For recurring blooms with little to no effort, check out our selection of self-seeding flowers that drop seeds and grow on their own!
All of these varieties are excellent at self-seeding, meaning they drop seeds in your garden before they die. The seeds will germinate on their own the following year, providing beautiful blooms again the same or next year without you having to do much.
Self Seeding Flowers
1. Black-Eyed Susan
Botanical Name: Rudbeckia hirta
This plant has large, daisy-like yellow blooms that attract pollinators like butterflies and bees. With blooms that last several weeks, this one is a fast-spreader, so if you want to keep it in check, deadhead spent blooms to prevent self-seeding.
It thrives in full sun and neutral, well-draining soil and is relatively drought-tolerant once mature.
2. Borage
Botanical Name: Borago officinalis
Once a borage plant establishes itself in your garden, you’ll never have to reseed it!
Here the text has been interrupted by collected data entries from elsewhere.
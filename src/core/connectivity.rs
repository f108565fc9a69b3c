//! Backend reachability tracking.

use std::sync::atomic::{AtomicBool, Ordering};
use std::sync::Arc;

use tracing::{debug, info};

use crate::utils::url::{construct_api_url, HEALTH_ENDPOINT};

/// Caches the outcome of the most recent health probe.
///
/// Clones share the same flag, so the HTTP backend and the status display
/// always agree on the last known state.
#[derive(Clone)]
pub struct ConnectivityMonitor {
    client: reqwest::Client,
    health_url: String,
    available: Arc<AtomicBool>,
}

impl ConnectivityMonitor {
    /// Starts out unavailable until the first probe succeeds.
    pub fn new(client: reqwest::Client, base_url: &str) -> Self {
        Self {
            client,
            health_url: construct_api_url(base_url, HEALTH_ENDPOINT),
            available: Arc::new(AtomicBool::new(false)),
        }
    }

    /// `GET /health`; any 2xx counts as available. Network failures are
    /// absorbed and reported as `false`.
    pub async fn probe(&self) -> bool {
        let reachable = match self.client.get(&self.health_url).send().await {
            Ok(response) => {
                let ok = response.status().is_success();
                if !ok {
                    debug!(status = response.status().as_u16(), "Health probe returned error status");
                }
                ok
            }
            Err(err) => {
                debug!(error = %err, "Health probe failed");
                false
            }
        };

        let previous = self.available.swap(reachable, Ordering::SeqCst);
        if previous != reachable {
            info!(
                url = %self.health_url,
                available = reachable,
                "Backend availability changed"
            );
        }
        reachable
    }

    /// Last probe result, without probing.
    pub fn is_available(&self) -> bool {
        self.available.load(Ordering::SeqCst)
    }
}
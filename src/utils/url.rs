//! URL helpers for building backend endpoint addresses.
//!
//! The base URL comes from user configuration and may or may not carry a
//! trailing slash; endpoint paths in this crate are written with a leading
//! slash. Both are normalised here so request URLs never contain `//`.

/// Backend liveness endpoint.
pub const HEALTH_ENDPOINT: &str = "/health";
/// Chat submission endpoint.
pub const CHAT_ENDPOINT: &str = "/api/chat";
/// Agent listing endpoint.
pub const AGENTS_ENDPOINT: &str = "/api/agents";
/// Language-model provider status endpoint.
pub const PROVIDERS_ENDPOINT: &str = "/api/llm/providers";
/// Default provider switch endpoint.
pub const SWITCH_ENDPOINT: &str = "/api/llm/switch";

/// Strip trailing slashes from a base URL.
///
/// ```
/// use wayfarer::utils::url::normalize_base_url;
///
/// assert_eq!(normalize_base_url("http://localhost:8000/"), "http://localhost:8000");
/// assert_eq!(normalize_base_url("http://localhost:8000"), "http://localhost:8000");
/// ```
pub fn normalize_base_url(base_url: &str) -> String {
    base_url.trim().trim_end_matches('/').to_string()
}

/// Join a base URL and an endpoint path with exactly one slash.
///
/// ```
/// use wayfarer::utils::url::construct_api_url;
///
/// assert_eq!(
///     construct_api_url("http://localhost:8000/", "/api/chat"),
///     "http://localhost:8000/api/chat"
/// );
/// ```
pub fn construct_api_url(base_url: &str, endpoint: &str) -> String {
    let normalized_base = normalize_base_url(base_url);
    let endpoint = endpoint.trim_start_matches('/');
    format!("{normalized_base}/{endpoint}")
}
This sun-loving, self-seeding herb produces bluish, fragrant flowers and is highly beneficial to your garden in repelling pests, accompanying veggies, and amending soil.
Great for composting, mulching, and adding trace minerals to your soil, plant this drought-tolerant herb alongside tomatoes, brassicas, and strawberries to enhance taste and yield.
3. Calendula
Botanical Name: Calendula officinalis
Calendula produces fragrant orange or yellow flowers with multiple slender petals. Another beneficial herb to plant in your garden is calendula, which blooms open in dry, warm weather and closes up in moist, cold conditions. This culinary fave self-seeds yearly, and don’t mind crowding.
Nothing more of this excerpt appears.